▶ **WORK TASK**:
Produce all the records again exactly as they stand.

Stored data entries:
══════════════════════════════
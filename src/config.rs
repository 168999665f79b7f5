//! Server configuration, read from command-line flags with environment
//! variable fallbacks.

use clap::Parser;

use crate::{DEFAULT_HOST, DEFAULT_PORT};

/// MiniKV - a minimal in-memory key-value store speaking RESP.
#[derive(Debug, Clone, Parser)]
#[command(name = "minikv", version, about, long_about = None)]
pub struct Config {
    /// Host to bind to
    #[arg(short = 'H', long, env = "MINIKV_HOST", default_value = DEFAULT_HOST)]
    pub host: String,

    /// Port to listen on
    #[arg(short, long, env = "MINIKV_PORT", default_value_t = DEFAULT_PORT)]
    pub port: u16,

    /// Log filter used when RUST_LOG is not set (e.g. "info", "minikv=debug")
    #[arg(long, env = "MINIKV_LOG", default_value = "info")]
    pub log_level: String,
}

impl Config {
    /// Returns the bind address as `host:port`.
    pub fn bind_address(&self) -> String {
        format!("{}:{}", self.host, self.port)
    }
}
══════════════════════════════
▶ **WRITTEN ANSWER**:
filename src/config.rs
repository 168999665f79b7f5
//! Server configuration, read from command-line flags with environment
//! variable fallbacks.

use clap::Parser;

use crate::{DEFAULT_HOST, DEFAULT_PORT};

/// MiniKV - a minimal in-memory key-value store speaking RESP.
#[derive(Debug, Clone, Parser)]
#[command(name = "minikv", version, about, long_about = None)]
pub struct Config {
    /// Host to bind to
    #[arg(short = 'H', long, env = "MINIKV_HOST", default_value = DEFAULT_HOST)]
    pub host: String,

    /// Port to listen on
    #[arg(short, long, env = "MINIKV_PORT", default_value_t = DEFAULT_PORT)]
    pub port: u16,

    /// Log filter used when RUST_LOG is not set (e.g. "info", "minikv=debug")
    #[arg(long, env = "MINIKV_LOG", default_value = "info")]
    pub log_level: String,
}

impl Config {
    /// Returns the bind address as `host:port`.
    pub fn bind_address(&self) -> String {
        format!("{}:{}", self.host, self.port)
    }
}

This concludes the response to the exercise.